HC Deb 17 April 1934 vol 288 cc922-5

The Committee must recognise that these figures do not and cannot cover the cost of any alteration in the benefits under the Unemployment Insurance Scheme. I remember that, in the course of the discussions on the Unemployment Bill, a good deal of concern was manifested by hon. Members in different parts of the House lest the position of the unemployed insured persons under the scheme should be prejudiced in relation to the restoration of cuts by the provisions of the Bill. It was pointed out that it was not the Chancellor of the Exchequer, but the Statutory Committee from whom the initiative must come for any restoration of cuts, and that there was no certainty that the Statutory Committee would use that initiative in such a way as to make the restoration of cuts in benefits coincident in amount and in time with any restoration of cuts which might be made by the Chancellor of the Exchequer for those who Were outside the scheme. At the time it was extremely difficult for me to give a full explanation to the Committee. I could not have done that without disclosing, or appearing to disclose, budgetary intentions, which, in fact, had not at that time been decided upon. I therefore had to confine myself to a rather dogmatic assertion that there was nothing in the Bill which would justify any statement that it would be impossible to restore the cuts in benefit at the same time as the cuts in the emoluments of other classes.

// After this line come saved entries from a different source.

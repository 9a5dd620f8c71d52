use crate::core::aggregate::{category_counts, top_counts, CategoryCount, Dimension};
use crate::core::stats::{bin, extent, median, nice_domain, ticks, HistogramBin};
use crate::domain::model::{CanonicalRecord, NOT_SPECIFIED};
use serde::Serialize;
use std::collections::HashSet;

/// Values never shown in the overview bars and pies.
pub const SKIPPED_VALUES: &[&str] = &["", NOT_SPECIFIED, "nan"];
pub const SENIORITY_SLICES: usize = 5;
pub const OTHER_SLICE: &str = "Other";
/// Open salary bounds of the overview histogram.
pub const SALARY_HISTOGRAM_RANGE: (f64, f64) = (20_000.0, 600_000.0);
pub const SALARY_HISTOGRAM_TICKS: usize = 15;
/// Annual USD salaries must be above this to count in the headline median.
pub const KPI_SALARY_FLOOR: f64 = 1_000.0;

#[derive(Debug, Clone, PartialEq, Serialize)]
pub struct PieSlice {
    pub name: String,
    pub value: usize,
}

impl PieSlice {
    fn new(name: &str, value: usize) -> Self {
        Self {
            name: name.to_string(),
            value,
        }
    }
}

#[derive(Debug, Clone, PartialEq, Serialize)]
pub struct OverviewKpis {
    pub total_postings: usize,
    pub distinct_companies: usize,
    pub median_usd_annual_salary: Option<f64>,
    /// `$95k`, or `N/A` without salaries.
    pub median_label: String,
}

/// The summary page: headline numbers, top-10 bars, pies and the salary histogram.
#[derive(Debug, Clone, PartialEq, Serialize)]
pub struct Overview {
    pub kpis: OverviewKpis,
    pub top_skills: Vec<CategoryCount>,
    pub top_tools: Vec<CategoryCount>,
    pub top_countries: Vec<CategoryCount>,
    pub top_domains: Vec<CategoryCount>,
    pub top_titles: Vec<CategoryCount>,
    pub top_companies: Vec<CategoryCount>,
    pub seniority: Vec<PieSlice>,
    pub source: Vec<PieSlice>,
    pub hybrid: Vec<PieSlice>,
    pub visa: Vec<PieSlice>,
    pub salary_histogram: Vec<HistogramBin>,
}

fn is_usd_annual(record: &CanonicalRecord) -> bool {
    matches!(record.salary_currency.as_str(), "USD" | "$")
        && (record.salary_type.contains("annual") || record.salary_type.contains("year"))
}

/// Known USD annual salaries strictly inside `(lo, hi)`.
pub fn usd_annual_salaries(records: &[&CanonicalRecord], lo: f64, hi: f64) -> Vec<f64> {
    records
        .iter()
        .filter(|r| is_usd_annual(r))
        .filter_map(|r| r.salary)
        .filter(|&s| s > lo && s < hi)
        .collect()
}

pub fn overview_kpis(records: &[&CanonicalRecord]) -> OverviewKpis {
    let companies: HashSet<&str> = records
        .iter()
        .filter_map(|r| r.company.as_deref())
        .collect();
    let median_salary = median(&usd_annual_salaries(records, KPI_SALARY_FLOOR, f64::INFINITY));

    OverviewKpis {
        total_postings: records.len(),
        distinct_companies: companies.len(),
        median_usd_annual_salary: median_salary,
        median_label: match median_salary {
            Some(m) => format!("${:.0}k", m / 1000.0),
            None => "N/A".to_string(),
        },
    }
}

/// Top `keep` slices plus one `Other` slice with the remainder, when non-empty.
pub fn pie_with_other(ranked: &[CategoryCount], keep: usize) -> Vec<PieSlice> {
    let mut slices: Vec<PieSlice> = ranked
        .iter()
        .take(keep)
        .map(|c| PieSlice::new(&c.name, c.count))
        .collect();
    let rest: usize = ranked.iter().skip(keep).map(|c| c.count).sum();
    if rest > 0 {
        slices.push(PieSlice::new(OTHER_SLICE, rest));
    }
    slices
}

fn flag_pie(records: &[&CanonicalRecord], flag: fn(&CanonicalRecord) -> bool, labels: [&str; 2]) -> Vec<PieSlice> {
    let yes = records.iter().filter(|r| flag(r)).count();
    vec![
        PieSlice::new(labels[0], yes),
        PieSlice::new(labels[1], records.len() - yes),
    ]
}

/// Histogram with round thresholds over the nice extent of `(lo, hi)`-bounded salaries.
pub fn salary_histogram(records: &[&CanonicalRecord]) -> Vec<HistogramBin> {
    let (lo, hi) = SALARY_HISTOGRAM_RANGE;
    let salaries = usd_annual_salaries(records, lo, hi);
    let Some((min, max)) = extent(&salaries) else {
        return Vec::new();
    };
    let (x0, x1) = nice_domain(min, max, 10);
    let thresholds = ticks(x0, x1, SALARY_HISTOGRAM_TICKS);
    bin(&salaries, x0, x1, &thresholds)
}

pub fn build_overview(records: &[&CanonicalRecord], top_n: usize) -> Overview {
    let top = |dimension| top_counts(records, dimension, SKIPPED_VALUES, top_n);

    let seniority = category_counts(records, Dimension::Seniority, SKIPPED_VALUES);
    let source = category_counts(records, Dimension::Source, SKIPPED_VALUES);

    Overview {
        kpis: overview_kpis(records),
        top_skills: top(Dimension::TechnicalSkills),
        top_tools: top(Dimension::ToolsUsed),
        top_countries: top(Dimension::Country),
        top_domains: top(Dimension::Domains),
        top_titles: top(Dimension::Title),
        top_companies: top(Dimension::Company),
        seniority: pie_with_other(&seniority, SENIORITY_SLICES),
        source: if source.is_empty() {
            Vec::new()
        } else {
            // 來源圓餅圖只保留最大來源
            let mut slices = pie_with_other(&source, 1);
            if slices.len() == 1 {
                slices.push(PieSlice::new(OTHER_SLICE, 0));
            }
            slices
        },
        hybrid: flag_pie(records, |r| r.hybrid_policy, ["Hybrid/Remote", "On-site"]),
        visa: flag_pie(records, |r| r.visa_sponsorship, ["Visa OK", "Visa No"]),
        salary_histogram: salary_histogram(records),
    }
}
use crate::domain::catalog::{to_owned_list, MARKET_WORTH_SKILLS};
use crate::domain::model::{CanonicalRecord, FilterState, Role};
use chrono::{Duration, NaiveDate};
use serde::Serialize;
use std::collections::{BTreeSet, HashMap};

/// Checkbox options offered by the multi-select groups.
#[derive(Debug, Clone, Default, PartialEq, Serialize)]
pub struct Facets {
    pub countries: Vec<String>,
    pub roles: Vec<Role>,
    pub seniorities: Vec<String>,
    pub skill_chips: Vec<String>,
    /// Fixed chip list of the market-worth estimator.
    pub market_worth_chips: Vec<String>,
}

pub fn latest_date<'a, I>(records: I) -> Option<NaiveDate>
where
    I: IntoIterator<Item = &'a CanonicalRecord>,
{
    records.into_iter().map(|r| r.posted_date).max()
}

/// Narrows `records` to the postings matching every active predicate, keeping order.
///
/// The date window is anchored on the latest posting of `records`, not on today.
pub fn apply_filters<'a>(
    records: &'a [CanonicalRecord],
    filters: &FilterState,
) -> Vec<&'a CanonicalRecord> {
    let text = filters.text.trim().to_lowercase();
    let min_date = filters
        .date_range
        .days()
        .and_then(|days| Some(latest_date(records)? - Duration::days(days)));

    records
        .iter()
        .filter(|r| min_date.map_or(true, |min| r.posted_date >= min))
        .filter(|r| text.is_empty() || searchable_text(r).contains(&text))
        .filter(|r| {
            filters.min_salary <= 0.0 || r.salary.is_some_and(|s| s >= filters.min_salary)
        })
        .filter(|r| !filters.hybrid_only || r.hybrid_policy)
        .filter(|r| !filters.visa_only || r.visa_sponsorship)
        .filter(|r| filters.countries.is_empty() || filters.countries.contains(&r.country))
        .filter(|r| filters.roles.is_empty() || filters.roles.contains(&r.role))
        .filter(|r| {
            filters.seniorities.is_empty() || filters.seniorities.contains(&r.seniority_level)
        })
        .filter(|r| filters.skills.iter().all(|s| r.technical_skills.contains(s)))
        .collect()
}

fn searchable_text(record: &CanonicalRecord) -> String {
    format!(
        "{} {}",
        record.title.as_deref().unwrap_or_default(),
        record.description.as_deref().unwrap_or_default()
    )
    .to_lowercase()
}

pub fn facets(records: &[CanonicalRecord], chip_count: usize) -> Facets {
    let countries: BTreeSet<&str> = records.iter().map(|r| r.country.as_str()).collect();
    let seniorities: BTreeSet<&str> = records.iter().map(|r| r.seniority_level.as_str()).collect();
    let mut roles: Vec<Role> = records
        .iter()
        .map(|r| r.role)
        .collect::<std::collections::HashSet<_>>()
        .into_iter()
        .collect();
    roles.sort_by_key(|r| r.label());

    Facets {
        countries: countries.into_iter().map(str::to_string).collect(),
        roles,
        seniorities: seniorities.into_iter().map(str::to_string).collect(),
        skill_chips: skill_chips(records, chip_count),
        market_worth_chips: to_owned_list(MARKET_WORTH_SKILLS),
    }
}

/// Most frequent technical skills; ties keep first-seen order.
pub fn skill_chips(records: &[CanonicalRecord], limit: usize) -> Vec<String> {
    let mut order: Vec<&str> = Vec::new();
    let mut counts: HashMap<&str, usize> = HashMap::new();
    for skill in records.iter().flat_map(|r| r.technical_skills.iter()) {
        let count = counts.entry(skill.as_str()).or_insert_with(|| {
            order.push(skill.as_str());
            0
        });
        *count += 1;
    }

    // sort_by 是穩定排序
    order.sort_by(|a, b| counts[b].cmp(&counts[a]));
    order.into_iter().take(limit).map(str::to_string).collect()
}

/// Role preselected in the drift chart: an analyst role, else an engineer role, else the first.
pub fn default_drift_role(roles: &[Role]) -> Option<Role> {
    let mut sorted = roles.to_vec();
    sorted.sort_by_key(|r| r.label());
    sorted
        .iter()
        .find(|r| r.label().contains("Analyst"))
        .or_else(|| sorted.iter().find(|r| r.label().contains("Engineer")))
        .or_else(|| sorted.first())
        .copied()
}
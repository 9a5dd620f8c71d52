pub mod aggregate;
pub mod dashboard;
pub mod engine;
pub mod export;
pub mod filter;
pub mod geo;
pub mod kpi;
pub mod normalize;
pub mod overview;
pub mod pipeline;
pub mod stats;

pub use crate::domain::model::{CanonicalRecord, FilterState, RawRecord};
pub use crate::domain::ports::{ConfigProvider, Pipeline, Storage};
pub use crate::utils::error::Result;
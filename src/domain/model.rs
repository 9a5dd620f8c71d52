use chrono::NaiveDate;
use serde::{Deserialize, Serialize};
use serde_json::Value;
use std::collections::{BTreeSet, HashMap};
use std::fmt;
use std::str::FromStr;

/// 預設的國家 / 年資值
pub const NOT_SPECIFIED: &str = "Not specified";

/// One job posting exactly as the data endpoint returned it.
#[derive(Debug, Clone, Default, PartialEq, Serialize, Deserialize)]
#[serde(transparent)]
pub struct RawRecord {
    pub data: HashMap<String, Value>,
}

impl RawRecord {
    pub fn get(&self, key: &str) -> Option<&Value> {
        self.data.get(key).filter(|v| !v.is_null())
    }

    /// Trimmed, non-empty text of a scalar field. Numbers are stringified.
    pub fn text(&self, key: &str) -> Option<String> {
        let raw = match self.get(key)? {
            Value::String(s) => s.trim().to_string(),
            Value::Number(n) => n.to_string(),
            Value::Bool(b) => b.to_string(),
            _ => return None,
        };
        if raw.is_empty() {
            None
        } else {
            Some(raw)
        }
    }

    /// First key that yields text, e.g. `title` then `job_title`.
    pub fn first_text(&self, keys: &[&str]) -> Option<String> {
        keys.iter().find_map(|k| self.text(k))
    }
}

impl From<serde_json::Map<String, Value>> for RawRecord {
    fn from(obj: serde_json::Map<String, Value>) -> Self {
        Self {
            data: obj.into_iter().collect(),
        }
    }
}

/// List-valued fields arrive either as JSON arrays or as delimited strings.
#[derive(Debug, Clone, PartialEq, Eq)]
pub enum RawList {
    List(Vec<String>),
    Delimited(String),
}

impl RawList {
    pub fn from_value(value: Option<&Value>) -> Option<Self> {
        match value? {
            Value::Array(items) => Some(Self::List(
                items
                    .iter()
                    .filter_map(|item| match item {
                        Value::Null => None,
                        Value::String(s) => Some(s.clone()),
                        other => Some(other.to_string()),
                    })
                    .collect(),
            )),
            Value::String(s) => Some(Self::Delimited(s.clone())),
            Value::Number(n) => Some(Self::Delimited(n.to_string())),
            _ => None,
        }
    }
}

#[derive(Debug, Clone, Copy, PartialEq, Eq, Hash, Serialize, Deserialize)]
pub enum Role {
    #[serde(rename = "Analytics Engineer")]
    AnalyticsEngineer,
    #[serde(rename = "Data Engineer")]
    DataEngineer,
    #[serde(rename = "Data Scientist")]
    DataScientist,
    #[serde(rename = "Data Analyst")]
    DataAnalyst,
    #[serde(rename = "BI / Analytics")]
    BiAnalytics,
    #[serde(rename = "ML Engineer")]
    MlEngineer,
    #[serde(rename = "Other data role")]
    Other,
}

impl Role {
    pub const ALL: [Role; 7] = [
        Role::AnalyticsEngineer,
        Role::DataEngineer,
        Role::DataScientist,
        Role::DataAnalyst,
        Role::BiAnalytics,
        Role::MlEngineer,
        Role::Other,
    ];

    pub fn label(self) -> &'static str {
        match self {
            Role::AnalyticsEngineer => "Analytics Engineer",
            Role::DataEngineer => "Data Engineer",
            Role::DataScientist => "Data Scientist",
            Role::DataAnalyst => "Data Analyst",
            Role::BiAnalytics => "BI / Analytics",
            Role::MlEngineer => "ML Engineer",
            Role::Other => "Other data role",
        }
    }

    /// Ordered substring rules over the lowercased title; the first hit wins.
    pub fn classify(title: Option<&str>) -> Role {
        let t = match title {
            Some(t) if !t.is_empty() => t.to_lowercase(),
            _ => return Role::Other,
        };
        if t.contains("analytics engineer") {
            Role::AnalyticsEngineer
        } else if t.contains("engineer") {
            Role::DataEngineer
        } else if t.contains("scientist") {
            Role::DataScientist
        } else if t.contains("analytics") || t.contains("analyst") {
            Role::DataAnalyst
        } else if t.contains("business intelligence") || t.contains("bi ") {
            Role::BiAnalytics
        } else if t.contains("machine learning") || t.contains("ml ") {
            Role::MlEngineer
        } else {
            Role::Other
        }
    }
}

impl fmt::Display for Role {
    fn fmt(&self, f: &mut fmt::Formatter<'_>) -> fmt::Result {
        f.write_str(self.label())
    }
}

impl FromStr for Role {
    type Err = String;

    fn from_str(s: &str) -> Result<Self, Self::Err> {
        let wanted = s.trim();
        Role::ALL
            .into_iter()
            .find(|r| r.label().eq_ignore_ascii_case(wanted))
            .ok_or_else(|| {
                let labels: Vec<&str> = Role::ALL.iter().map(|r| r.label()).collect();
                format!("unknown role '{}', expected one of: {}", wanted, labels.join(", "))
            })
    }
}

/// A posting after normalization. Only postings with a parseable date exist in this form.
#[derive(Debug, Clone, PartialEq, Serialize)]
pub struct CanonicalRecord {
    pub posted_date: NaiveDate,
    pub month: NaiveDate,
    pub title: Option<String>,
    pub role: Role,
    pub company: Option<String>,
    pub description: Option<String>,
    pub seniority_level: String,
    pub source: Option<String>,
    pub technical_skills: BTreeSet<String>,
    pub tools_used: BTreeSet<String>,
    pub soft_skills: BTreeSet<String>,
    pub domains: BTreeSet<String>,
    pub hybrid_policy: bool,
    pub visa_sponsorship: bool,
    pub country: String,
    pub salary: Option<f64>,
    pub salary_type: String,
    pub salary_currency: String,
    pub experience_years: Option<f64>,
}

impl CanonicalRecord {
    /// Substring containment against skills and tools, so "power bi" finds "microsoft power bi".
    pub fn mentions(&self, needle: &str) -> bool {
        self.technical_skills
            .iter()
            .chain(self.tools_used.iter())
            .any(|s| s.contains(needle))
    }
}

#[derive(Debug, Clone, Copy, Default, PartialEq, Eq, Serialize, Deserialize)]
#[cfg_attr(feature = "cli", derive(clap::ValueEnum))]
pub enum DateRange {
    #[default]
    #[serde(rename = "all")]
    #[cfg_attr(feature = "cli", value(name = "all"))]
    All,
    #[serde(rename = "30")]
    #[cfg_attr(feature = "cli", value(name = "30"))]
    Last30,
    #[serde(rename = "60")]
    #[cfg_attr(feature = "cli", value(name = "60"))]
    Last60,
}

impl DateRange {
    pub fn days(self) -> Option<i64> {
        match self {
            DateRange::All => None,
            DateRange::Last30 => Some(30),
            DateRange::Last60 => Some(60),
        }
    }
}

/// Current dashboard filter selections. The default value matches every posting.
#[derive(Debug, Clone, Default, PartialEq, Serialize, Deserialize)]
#[serde(default)]
pub struct FilterState {
    pub text: String,
    pub min_salary: f64,
    pub date_range: DateRange,
    pub hybrid_only: bool,
    pub visa_only: bool,
    pub countries: Vec<String>,
    pub roles: Vec<Role>,
    pub seniorities: Vec<String>,
    /// Lowercased chip keys, matched exactly against the posting's skills.
    #[serde(deserialize_with = "deserialize_skill_keys")]
    pub skills: BTreeSet<String>,
}

fn skill_key(skill: &str) -> Option<String> {
    let key = skill.trim().to_lowercase();
    (!key.is_empty()).then_some(key)
}

fn deserialize_skill_keys<'de, D>(deserializer: D) -> std::result::Result<BTreeSet<String>, D::Error>
where
    D: serde::Deserializer<'de>,
{
    let raw = Vec::<String>::deserialize(deserializer)?;
    Ok(raw.iter().filter_map(|s| skill_key(s)).collect())
}

impl FilterState {
    pub fn is_default(&self) -> bool {
        *self == FilterState::default()
    }

    /// Chip click: selects the skill, or deselects it when already selected.
    pub fn toggle_skill(&mut self, skill: &str) {
        let Some(key) = skill_key(skill) else {
            return;
        };
        if !self.skills.remove(&key) {
            self.skills.insert(key);
        }
    }

    /// Replaces the selected chips; repeats collapse into one.
    pub fn set_skills<I, T>(&mut self, skills: I)
    where
        I: IntoIterator<Item = T>,
        T: AsRef<str>,
    {
        self.skills = skills.into_iter().filter_map(|s| skill_key(s.as_ref())).collect();
    }
}

#[derive(Debug, Clone, Copy, Default, PartialEq, Eq, Serialize, Deserialize)]
#[serde(rename_all = "lowercase")]
#[cfg_attr(feature = "cli", derive(clap::ValueEnum))]
pub enum ExperienceBracket {
    /// 0-1 years
    #[default]
    Junior,
    /// 2-4 years
    Mid,
    /// 5+ years
    Senior,
}

impl ExperienceBracket {
    pub fn contains(self, years: f64) -> bool {
        match self {
            ExperienceBracket::Junior => years <= 1.0,
            ExperienceBracket::Mid => (2.0..=4.0).contains(&years),
            ExperienceBracket::Senior => years >= 5.0,
        }
    }
}
use crate::core::filter::latest_date;
use crate::core::stats::{median, uniform_histogram, HistogramBin};
use crate::domain::model::{CanonicalRecord, Role};
use crate::domain::params::MarketWorthParams;
use chrono::NaiveDate;
use serde::Serialize;
use std::collections::HashMap;

pub const WINDOW_DAYS: i64 = 30;
/// A technology needs this many recent postings before its growth counts.
pub const HOTTEST_TECH_MIN_COUNT: usize = 3;

#[derive(Debug, Clone, PartialEq, Serialize)]
pub struct Kpis {
    pub anchor_date: NaiveDate,
    pub jobs_last_30: usize,
    pub jobs_previous_30: usize,
    pub delta_percent: f64,
    pub delta_label: String,
    pub hottest_role: Option<Role>,
    pub hottest_technology: Option<String>,
}

/// The last 30 days and the 30 days before, both counted back from the latest posting.
pub struct Windows<'a> {
    pub anchor: NaiveDate,
    pub last: Vec<&'a CanonicalRecord>,
    pub previous: Vec<&'a CanonicalRecord>,
}

pub fn split_windows<'a>(records: &[&'a CanonicalRecord]) -> Option<Windows<'a>> {
    let anchor = latest_date(records.iter().copied())?;
    let mut last = Vec::new();
    let mut previous = Vec::new();
    for &r in records {
        let age = (anchor - r.posted_date).num_days();
        if age <= WINDOW_DAYS {
            last.push(r);
        } else if age <= 2 * WINDOW_DAYS {
            previous.push(r);
        }
    }
    Some(Windows {
        anchor,
        last,
        previous,
    })
}

/// Percentage change; an empty previous window counts as 1.
pub fn delta_percent(last: usize, previous: usize) -> f64 {
    let denominator = previous.max(1) as f64;
    (last as f64 - denominator) / denominator * 100.0
}

pub fn format_delta(delta: f64) -> String {
    let rounded = (delta + 0.5).floor() as i64;
    let sign = if rounded > 0 { "+" } else { "" };
    format!("{}{}% vs prev.", sign, rounded)
}

/// Most frequent role; the first one seen wins a tie.
pub fn hottest_role(records: &[&CanonicalRecord]) -> Option<Role> {
    let mut order: Vec<Role> = Vec::new();
    let mut counts: HashMap<Role, usize> = HashMap::new();
    for r in records {
        *counts.entry(r.role).or_insert_with(|| {
            order.push(r.role);
            0
        }) += 1;
    }

    let mut best: Option<(Role, usize)> = None;
    for role in order {
        let count = counts[&role];
        if best.map_or(true, |(_, c)| count > c) {
            best = Some((role, count));
        }
    }
    best.map(|(role, _)| role)
}

/// Tracked technology with the highest growth between the two windows.
/// Ties go to the technology mentioned first in `last`.
pub fn hottest_technology(
    last: &[&CanonicalRecord],
    previous: &[&CanonicalRecord],
    tracked: &[String],
) -> Option<String> {
    let mut order: Vec<&str> = Vec::new();
    let mut recent: HashMap<&str, usize> = HashMap::new();
    for r in last {
        for tech in tracked.iter().filter(|t| r.mentions(t)) {
            *recent.entry(tech.as_str()).or_insert_with(|| {
                order.push(tech.as_str());
                0
            }) += 1;
        }
    }

    let mut best: Option<(&str, f64)> = None;
    for tech in order {
        let count = recent[tech];
        if count < HOTTEST_TECH_MIN_COUNT {
            continue;
        }
        let before = previous.iter().filter(|r| r.mentions(tech)).count().max(1) as f64;
        let growth = (count as f64 - before) / before;
        if best.map_or(true, |(_, g)| growth > g) {
            best = Some((tech, growth));
        }
    }
    best.map(|(tech, _)| tech.to_string())
}

pub fn compute_kpis(records: &[&CanonicalRecord], tracked: &[String]) -> Option<Kpis> {
    let windows = split_windows(records)?;
    let delta = delta_percent(windows.last.len(), windows.previous.len());

    Some(Kpis {
        anchor_date: windows.anchor,
        jobs_last_30: windows.last.len(),
        jobs_previous_30: windows.previous.len(),
        delta_percent: delta,
        delta_label: format_delta(delta),
        hottest_role: hottest_role(&windows.last),
        hottest_technology: hottest_technology(&windows.last, &windows.previous, tracked),
    })
}

#[derive(Debug, Clone, PartialEq, Serialize)]
pub struct MarketWorthEstimate {
    pub matching_offers: usize,
    pub total_offers: usize,
    pub percent_of_filtered: f64,
    pub median_salary: Option<f64>,
    pub known_salaries: usize,
    pub histogram: Vec<HistogramBin>,
}

#[derive(Debug, Clone, PartialEq, Serialize)]
#[serde(tag = "status", rename_all = "snake_case")]
pub enum MarketWorth {
    NoSkillsSelected,
    NoMatches { total_offers: usize },
    Estimate(MarketWorthEstimate),
}

/// Fraction of selected skills found in the posting, times the experience affinity.
pub fn match_score(record: &CanonicalRecord, skills: &[String], params: &MarketWorthParams) -> f64 {
    if skills.is_empty() {
        return 0.0;
    }
    let matched = skills.iter().filter(|s| record.mentions(s)).count();
    let skill_score = matched as f64 / skills.len() as f64;
    let affinity = match record.experience_years {
        None => 1.0,
        Some(years) if params.experience.contains(years) => params.affinity_match,
        Some(_) => params.affinity_mismatch,
    };
    skill_score * affinity
}

pub fn market_worth(records: &[&CanonicalRecord], params: &MarketWorthParams) -> MarketWorth {
    let mut skills: Vec<String> = Vec::new();
    for s in &params.skills {
        let s = s.trim().to_lowercase();
        if !s.is_empty() && !skills.contains(&s) {
            skills.push(s);
        }
    }
    if skills.is_empty() {
        return MarketWorth::NoSkillsSelected;
    }

    let matches: Vec<&CanonicalRecord> = records
        .iter()
        .copied()
        .filter(|r| match_score(r, &skills, params) > params.match_threshold)
        .collect();
    if matches.is_empty() {
        return MarketWorth::NoMatches {
            total_offers: records.len(),
        };
    }

    let salaries: Vec<f64> = matches.iter().filter_map(|r| r.salary).collect();
    let histogram = if salaries.len() >= params.histogram_min_salaries {
        uniform_histogram(&salaries, params.histogram_bins)
    } else {
        Vec::new()
    };

    MarketWorth::Estimate(MarketWorthEstimate {
        matching_offers: matches.len(),
        total_offers: records.len(),
        percent_of_filtered: matches.len() as f64 / records.len() as f64 * 100.0,
        median_salary: median(&salaries),
        known_salaries: salaries.len(),
        histogram,
    })
}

As a matter of fact, my view has always been that there was one exception to the general rule that if we were going to set up a Statutory Committee to give us advice as to the best way, in the interests of the insured, of distributing any surplus there might be in the Unemployment Fund, we should not anticipate the work we were going to entrust to them by making inroads upon that surplus in advance. The one exception concerned the restoration of the cuts in the unemployment benefit. Those cuts were part and parcel of the whole plan of 1931. To have made any distinction which would have been unfavourable to those who were inside the insurance scheme merely because the scheme had been altered, would have been to commit a very gross injustice. Therefore, now that we are proposing to make some partial restoration of cuts outside the scheme, the Government, in my opinion, could not do less than ensure, by legislation, for an equal restoration to those inside the scheme as to those outside it. But I think the Committee will see that even that course would not have completely solved the difficulty. It would still leave to the discretion of the Statutory Committee the restoration of the second half of the cut. There would still be no certainty that the Statutory Committee would choose to restore the second half of the cut at any time when the Chancellor of the Exchequer found it possible to complete the full restoration to the classes outside the scheme, but I am sure everybody here will agree that there must be no uncertainty in this matter. I am sure that everybody will want, if there is to be any inequality in this process of restoration, that the unemployed should come first. Whatever may be the sufferings and hardships of those who may have had their income reduced, their position must still be preferable to that of the unemployed with no income at all.

Therefore, I propose to introduce a new Clause into the Unemployment Bill which will provide for the full restoration of unemployment benefit as from 1st July. That is on the assumption, which I may almost take as a certainty, that the Bill becomes law by 30th June. The Committee is aware that the maximum rates of transitional payments are regulated by Statute according to the benefits under the unemployment insurance scheme. Therefore, this full restoration of unemployment benefit of which I have just spoken naturally carries with it a corresponding alteration in the maximum rates of transitional payments. It is rather difficult, owing to the needs basis of payment, to estimate exactly what that is likely to cost. I am proposing that there should be a Supplementary Estimate in respect of it of £3,600,000, which I estimate will be the cost to the Exchequer of the change during the present year. That comes out of the Budget surplus.

Although in the Budget, I am not strictly concerned with the cost of unemployment insurance benefit, I think hon. Members will probably want to know whether there is any likelihood that this restoration of the unemployment benefit cut will produce any seriously prejudicial effect upon the finances of the Insurance Fund. Fortunately, there is no need for any anxiety upon that score. Under the Unemployment Bill, after making the provisions embodied in the Bill, the fund becomes self-supporting on the basis of a level of 2,500,000 on the live register of unemployed. The last published figure of unemployment was about 2,200,000, and we expect to have further falls during the year. But by every 100,000 that the figures of unemployment fall the surplus in the fund rises by something over £3,000,000. Therefore, if at the end of the year the average level turns out to be 2,300,000, we might expect a surplus of £6,500,000 or thereabouts, and if, as I must say seems more likely, the level should turn out to be 2,200,000 then there would be a surplus approximately of £10,000,000 in the fund. The cost of the restoration of the cut is £4,800,000 in a full year. Therefore, I think the Committee will agree with me that not only can the fund easily bear this new charge upon it, but, after providing for the Debt service as embodied in the Bill there will still be every probability of a very substantial surplus for the consideration of the Statutory Committee to which, I have no doubt, they will give very prompt attention.